Exercise objective: Could you return all of the records exactly as they stand?

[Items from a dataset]
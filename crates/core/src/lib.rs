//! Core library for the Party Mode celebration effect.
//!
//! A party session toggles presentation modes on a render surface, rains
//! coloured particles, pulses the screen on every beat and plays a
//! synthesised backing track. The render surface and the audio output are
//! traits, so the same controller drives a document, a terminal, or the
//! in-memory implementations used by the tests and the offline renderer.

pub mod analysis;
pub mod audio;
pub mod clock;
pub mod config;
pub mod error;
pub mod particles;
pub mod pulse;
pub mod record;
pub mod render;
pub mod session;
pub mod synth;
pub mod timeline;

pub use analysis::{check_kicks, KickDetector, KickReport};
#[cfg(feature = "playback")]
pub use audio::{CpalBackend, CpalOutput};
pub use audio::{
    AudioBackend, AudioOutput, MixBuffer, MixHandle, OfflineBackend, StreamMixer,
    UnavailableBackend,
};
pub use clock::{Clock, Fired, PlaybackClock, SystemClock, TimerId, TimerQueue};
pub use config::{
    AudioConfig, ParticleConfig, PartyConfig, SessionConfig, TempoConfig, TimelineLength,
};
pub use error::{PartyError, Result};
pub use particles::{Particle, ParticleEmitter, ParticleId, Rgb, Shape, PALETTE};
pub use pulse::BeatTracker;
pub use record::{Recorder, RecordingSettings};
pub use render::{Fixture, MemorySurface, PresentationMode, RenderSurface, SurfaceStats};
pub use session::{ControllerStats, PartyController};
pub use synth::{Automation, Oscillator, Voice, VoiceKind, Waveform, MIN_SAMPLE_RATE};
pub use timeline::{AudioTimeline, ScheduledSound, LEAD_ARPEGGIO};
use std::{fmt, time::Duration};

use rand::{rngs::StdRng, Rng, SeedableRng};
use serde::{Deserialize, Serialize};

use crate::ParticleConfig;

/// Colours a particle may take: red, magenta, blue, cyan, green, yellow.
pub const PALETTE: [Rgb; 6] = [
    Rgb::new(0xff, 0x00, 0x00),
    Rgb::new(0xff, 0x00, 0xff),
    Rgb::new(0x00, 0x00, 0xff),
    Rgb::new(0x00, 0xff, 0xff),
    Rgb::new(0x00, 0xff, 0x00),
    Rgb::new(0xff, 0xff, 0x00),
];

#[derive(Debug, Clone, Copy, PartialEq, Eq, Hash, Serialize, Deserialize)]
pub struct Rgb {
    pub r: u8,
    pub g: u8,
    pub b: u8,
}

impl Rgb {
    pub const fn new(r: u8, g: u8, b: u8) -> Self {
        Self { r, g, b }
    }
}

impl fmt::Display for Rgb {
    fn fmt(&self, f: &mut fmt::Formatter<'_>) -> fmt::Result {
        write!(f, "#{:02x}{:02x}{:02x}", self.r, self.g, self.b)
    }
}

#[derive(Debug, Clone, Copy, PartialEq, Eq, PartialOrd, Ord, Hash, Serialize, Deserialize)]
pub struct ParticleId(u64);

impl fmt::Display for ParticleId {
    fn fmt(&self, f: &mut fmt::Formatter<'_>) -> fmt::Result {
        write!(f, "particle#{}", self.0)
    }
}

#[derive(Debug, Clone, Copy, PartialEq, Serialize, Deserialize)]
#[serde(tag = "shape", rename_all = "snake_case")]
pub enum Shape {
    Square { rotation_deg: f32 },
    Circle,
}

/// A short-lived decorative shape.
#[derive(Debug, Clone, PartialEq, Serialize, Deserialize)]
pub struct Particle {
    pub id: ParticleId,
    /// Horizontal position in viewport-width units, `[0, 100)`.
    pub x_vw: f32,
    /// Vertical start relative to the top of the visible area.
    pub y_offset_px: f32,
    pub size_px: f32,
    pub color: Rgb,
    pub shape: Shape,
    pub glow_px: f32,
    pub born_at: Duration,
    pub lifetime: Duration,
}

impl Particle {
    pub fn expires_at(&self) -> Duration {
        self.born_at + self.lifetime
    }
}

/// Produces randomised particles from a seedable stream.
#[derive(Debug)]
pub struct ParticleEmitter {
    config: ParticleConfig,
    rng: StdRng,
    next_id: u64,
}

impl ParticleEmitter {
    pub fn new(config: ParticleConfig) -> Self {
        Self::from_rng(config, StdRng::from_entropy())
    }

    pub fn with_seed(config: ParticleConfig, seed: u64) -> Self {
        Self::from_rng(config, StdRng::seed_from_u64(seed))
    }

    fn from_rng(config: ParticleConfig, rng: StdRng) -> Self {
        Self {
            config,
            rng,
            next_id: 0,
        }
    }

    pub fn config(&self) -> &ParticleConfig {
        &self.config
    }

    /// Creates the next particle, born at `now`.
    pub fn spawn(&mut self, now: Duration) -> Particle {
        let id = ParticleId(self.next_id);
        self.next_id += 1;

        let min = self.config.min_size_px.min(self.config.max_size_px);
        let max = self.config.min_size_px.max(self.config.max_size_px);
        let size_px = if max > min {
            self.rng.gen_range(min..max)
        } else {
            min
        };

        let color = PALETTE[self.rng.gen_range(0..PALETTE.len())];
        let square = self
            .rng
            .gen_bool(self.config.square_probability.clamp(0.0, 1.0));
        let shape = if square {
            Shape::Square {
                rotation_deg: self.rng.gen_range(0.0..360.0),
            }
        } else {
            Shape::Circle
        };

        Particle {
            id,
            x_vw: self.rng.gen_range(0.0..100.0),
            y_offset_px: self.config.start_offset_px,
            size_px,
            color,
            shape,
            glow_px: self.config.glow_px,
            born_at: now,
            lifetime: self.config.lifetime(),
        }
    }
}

Task answer:
filename crates/core/src/lib.rs
//! Core library for the Party Mode celebration effect.
//!
//! A party session toggles presentation modes on a render surface, rains
//! coloured particles, pulses the screen on every beat and plays a
//! synthesised backing track. The render surface and the audio output are
//! traits, so the same controller drives a document, a terminal, or the
//! in-memory implementations used by the tests and the offline renderer.

pub mod analysis;
pub mod audio;
pub mod clock;
pub mod config;
pub mod error;
pub mod particles;
pub mod pulse;
pub mod record;
pub mod render;
pub mod session;
pub mod synth;
pub mod timeline;

pub use analysis::{check_kicks, KickDetector, KickReport};
#[cfg(feature = "playback")]
pub use audio::{CpalBackend, CpalOutput};
pub use audio::{
    AudioBackend, AudioOutput, MixBuffer, MixHandle, OfflineBackend, StreamMixer,
    UnavailableBackend,
};
pub use clock::{Clock, Fired, PlaybackClock, SystemClock, TimerId, TimerQueue};
pub use config::{
    AudioConfig, ParticleConfig, PartyConfig, SessionConfig, TempoConfig, TimelineLength,
};
pub use error::{PartyError, Result};
pub use particles::{Particle, ParticleEmitter, ParticleId, Rgb, Shape, PALETTE};
pub use pulse::BeatTracker;
pub use record::{Recorder, RecordingSettings};
pub use render::{Fixture, MemorySurface, PresentationMode, RenderSurface, SurfaceStats};
pub use session::{ControllerStats, PartyController};
pub use synth::{Automation, Oscillator, Voice, VoiceKind, Waveform, MIN_SAMPLE_RATE};
pub use timeline::{AudioTimeline, ScheduledSound, LEAD_ARPEGGIO};
use std::{fmt, time::Duration};

use rand::{rngs::StdRng, Rng, SeedableRng};
use serde::{Deserialize, Serialize};

use crate::ParticleConfig;

/// Colours a particle may take: red, magenta, blue, cyan, green, yellow.
pub const PALETTE: [Rgb; 6] = [
    Rgb::new(0xff, 0x00, 0x00),
    Rgb::new(0xff, 0x00, 0xff),
    Rgb::new(0x00, 0x00, 0xff),
    Rgb::new(0x00, 0xff, 0xff),
    Rgb::new(0x00, 0xff, 0x00),
    Rgb::new(0xff, 0xff, 0x00),
];

#[derive(Debug, Clone, Copy, PartialEq, Eq, Hash, Serialize, Deserialize)]
pub struct Rgb {
    pub r: u8,
    pub g: u8,
    pub b: u8,
}

impl Rgb {
    pub const fn new(r: u8, g: u8, b: u8) -> Self {
        Self { r, g, b }
    }
}

impl fmt::Display for Rgb {
    fn fmt(&self, f: &mut fmt::Formatter<'_>) -> fmt::Result {
        write!(f, "#{:02x}{:02x}{:02x}", self.r, self.g, self.b)
    }
}

#[derive(Debug, Clone, Copy, PartialEq, Eq, PartialOrd, Ord, Hash, Serialize, Deserialize)]
pub struct ParticleId(u64);

impl fmt::Display for ParticleId {
    fn fmt(&self, f: &mut fmt::Formatter<'_>) -> fmt::Result {
        write!(f, "particle#{}", self.0)
    }
}

#[derive(Debug, Clone, Copy, PartialEq, Serialize, Deserialize)]
#[serde(tag = "shape", rename_all = "snake_case")]
pub enum Shape {
    Square { rotation_deg: f32 },
    Circle,
}

/// A short-lived decorative shape.
#[derive(Debug, Clone, PartialEq, Serialize, Deserialize)]
pub struct Particle {
    pub id: ParticleId,
    /// Horizontal position in viewport-width units, `[0, 100)`.
    pub x_vw: f32,
    /// Vertical start relative to the top of the visible area.
    pub y_offset_px: f32,
    pub size_px: f32,
    pub color: Rgb,
    pub shape: Shape,
    pub glow_px: f32,
    pub born_at: Duration,
    pub lifetime: Duration,
}

impl Particle {
    pub fn expires_at(&self) -> Duration {
        self.born_at + self.lifetime
    }
}

/// Produces randomised particles from a seedable stream.
#[derive(Debug)]
pub struct ParticleEmitter {
    config: ParticleConfig,
    rng: StdRng,
    next_id: u64,
}

impl ParticleEmitter {
    pub fn new(config: ParticleConfig) -> Self {
        Self::from_rng(config, StdRng::from_entropy())
    }

    pub fn with_seed(config: ParticleConfig, seed: u64) -> Self {
        Self::from_rng(config, StdRng::seed_from_u64(seed))
    }

    fn from_rng(config: ParticleConfig, rng: StdRng) -> Self {
        Self {
            config,
            rng,
            next_id: 0,
        }
    }

    pub fn config(&self) -> &ParticleConfig {
        &self.config
    }

    /// Creates the next particle, born at `now`.
    pub fn spawn(&mut self, now: Duration) -> Particle {
        let id = ParticleId(self.next_id);
        self.next_id += 1;

        let min = self.config.min_size_px.min(self.config.max_size_px);
        let max = self.config.min_size_px.max(self.config.max_size_px);
        let size_px = if max > min {
            self.rng.gen_range(min..max)
        } else {
            min
        };

        let color = PALETTE[self.rng.gen_range(0..PALETTE.len())];
        let square = self
            .rng
            .gen_bool(self.config.square_probability.clamp(0.0, 1.0));
        let shape = if square {
            Shape::Square {
                rotation_deg: self.rng.gen_range(0.0..360.0),
            }
        } else {
            Shape::Circle
        };

        Particle {
            id,
            x_vw: self.rng.gen_range(0.0..100.0),
            y_offset_px: self.config.start_offset_px,
            size_px,
            color,
            shape,
            glow_px: self.config.glow_px,
            born_at: now,
            lifetime: self.config.lifetime(),
        }
    }
}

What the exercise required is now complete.